The most basic type of grounding architecture is a simple star grounded system. Star grounding reduces slight voltage differences between components’ chassis and may eliminate or reduce ground loop issues. The measured voltage differentials can be as little as several milli-volts to several tens of volts between any two components’ chassis.
In a star grounding system each component has a separate ground wire that connects to its chassis. All of the individual grounding wires are connected to a single earth-ground conductive element such as a large safety ground wire, conductive bolt or conductive water pipe. In some installations, a highly conductive ground braid is used as the center of the star.
A simple star grounding system for an audio system is relatively easy to create and can be very effective at eliminating ground loops and some ground related noise issues.

GROUND SYSTEM ARCHITECTURES

Buss Grounding Architecture
A buss type grounding system is different than a star grounding system in that it consists of a long wire or braid. The components are connected with short taps along the length of buss cable.

Hub Based Ground System

A hub-based grounding architecture is very similar to the star-ground system except the single connection point is replaced with a multiple terminal ground hub. The hub grounding system may improve on the star system by providing some form of noise reduction technology or provide ground-noise component-to- component isolation.

A grounding hub may also provide a means to interconnect multiple hubs together while providing a simple method to connection to a power distributor’s earth-ground system

GROUND SYSTEM ARCHITECTURES

Network Grounding System

The network grounding architecture is the most complex grounding system but has the ability to provide the highest
levels of performance. Multiple ground hubs may be used to expand the grounding system to include many components.
The hubs may be interconnected in network-like architectures and the grounding hubs may be configured in a variety of ways including; a star type configuration, a buss type or a hybrid array of both.

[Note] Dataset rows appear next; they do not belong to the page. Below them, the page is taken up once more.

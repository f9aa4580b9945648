//! `stockbook adjust` / `stockbook sell`.

use std::io::Write;

use anyhow::Result;
use chrono::NaiveDateTime;

use stockbook_infra::InventoryEngine;
use stockbook_infra::store::{CatalogStore, LedgerStore};
use stockbook_inventory::Direction;

pub fn adjust<C, L>(
    out: &mut impl Write,
    engine: &mut InventoryEngine<C, L>,
    code: &str,
    quantity: u64,
    direction: Direction,
) -> Result<()>
where
    C: CatalogStore,
    L: LedgerStore,
{
    let product = engine.adjust_stock(code, quantity, direction)?;
    writeln!(
        out,
        "{} {}: {} by {}, stock now {}.",
        product.code(),
        product.family(),
        direction,
        quantity,
        product.inventory()
    )?;
    Ok(())
}

pub fn sell<C, L>(
    out: &mut impl Write,
    engine: &mut InventoryEngine<C, L>,
    code: &str,
    quantity: u64,
    channel: &str,
    at: NaiveDateTime,
) -> Result<()>
where
    C: CatalogStore,
    L: LedgerStore,
{
    let sale = engine.record_sale(code, quantity, channel, at)?.clone();
    let remaining = engine
        .catalog()
        .get(sale.product_code.as_str())
        .map(|p| p.inventory())
        .unwrap_or_default();
    writeln!(
        out,
        "Sold {} x {} via {}. Stock left: {}.",
        sale.quantity, sale.product_code, sale.channel, remaining
    )?;
    Ok(())
}
use criterion::{BenchmarkId, Criterion, Throughput, black_box, criterion_group, criterion_main};

use chrono::{Duration, NaiveDate};
use rust_decimal::Decimal;
use stockbook_catalog::{Catalog, Product};
use stockbook_core::ProductCode;
use stockbook_sales::{Channel, Ledger, SaleEvent};
use stockbook_stats::{Dimension, Statistics};

const FAMILIES: [&str; 4] = ["Blusa", "Vestido", "Pantalon", "Falda"];
const COLORS: [&str; 3] = ["Negro", "Blanco", "Rojo"];
const SIZES: [&str; 4] = ["XS", "S", "M", "L"];

fn build_catalog(products: usize) -> Catalog {
    let rows = (0..products).map(|i| {
        Product::new(
            ProductCode::new(format!("P{i:05}")).unwrap(),
            FAMILIES[i % FAMILIES.len()],
            COLORS[i % COLORS.len()],
            SIZES[i % SIZES.len()],
            100,
            Decimal::from(100 + (i % 50) as i64),
            Decimal::from(60),
        )
        .unwrap()
    });
    Catalog::from_products(rows).unwrap()
}

fn build_ledger(products: usize, sales: usize) -> Ledger {
    let start = NaiveDate::from_ymd_opt(2024, 1, 1)
        .unwrap()
        .and_hms_opt(9, 0, 0)
        .unwrap();
    let events = (0..sales).map(|i| {
        SaleEvent::new(
            start + Duration::minutes((i * 37) as i64),
            ProductCode::new(format!("P{:05}", i % products)).unwrap(),
            1 + (i % 5) as u64,
            Channel::ALL[i % Channel::ALL.len()],
        )
        .unwrap()
    });
    Ledger::from_events(events).unwrap()
}

fn bench_report(c: &mut Criterion) {
    let mut group = c.benchmark_group("statistics_report");
    let catalog = build_catalog(500);

    for sales in [1_000usize, 10_000, 100_000] {
        let ledger = build_ledger(500, sales);
        group.throughput(Throughput::Elements(sales as u64));
        group.bench_with_input(BenchmarkId::from_parameter(sales), &ledger, |b, ledger| {
            b.iter(|| {
                let stats = Statistics::new(black_box(&catalog), black_box(ledger));
                black_box(stats.report())
            })
        });
    }

    group.finish();
}

fn bench_top_by_dimension(c: &mut Criterion) {
    let catalog = build_catalog(500);
    let ledger = build_ledger(500, 50_000);

    c.bench_function("top_by_family_50k", |b| {
        b.iter(|| {
            let stats = Statistics::new(&catalog, &ledger);
            black_box(stats.top_by_dimension(Dimension::Family))
        })
    });
}

criterion_group!(benches, bench_report, bench_top_by_dimension);
criterion_main!(benches);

ADVANCED GROUNDING ARCHITECTURES

Segmented Ground Hubs

•  A Segmented Grounding System uses multiple grounding hubs to segregate specific component types into logical domains. Different components with different types of power supplies or circuit types produce different types and qualities of noise. Using a ground hub that has noise reduction technology can be an effective way to reduce the noise artifacts that are specific to certain types of components
• Segregating specific types of components and isolating them into a single ground domain may significantly improve performance. Digital components are notorious for producing prodigious amounts of ground noise that can interfere with other components. Phono-preamplifiers are particularly susceptible to low levels of ground-plane noise. Therefore, separating digital components from analog components may improve performance by protecting the analog component ground-plane from noise artifacts generated by the digital components
• Grouping digital components, computer components, video components, and analog components onto individually segmented hubs reduces noise across the individual ground domains and improves overall system performance. Using a ground-plane noise reduction type hub can be an effective way to segregate the noise artifacts from each of the grounding domains.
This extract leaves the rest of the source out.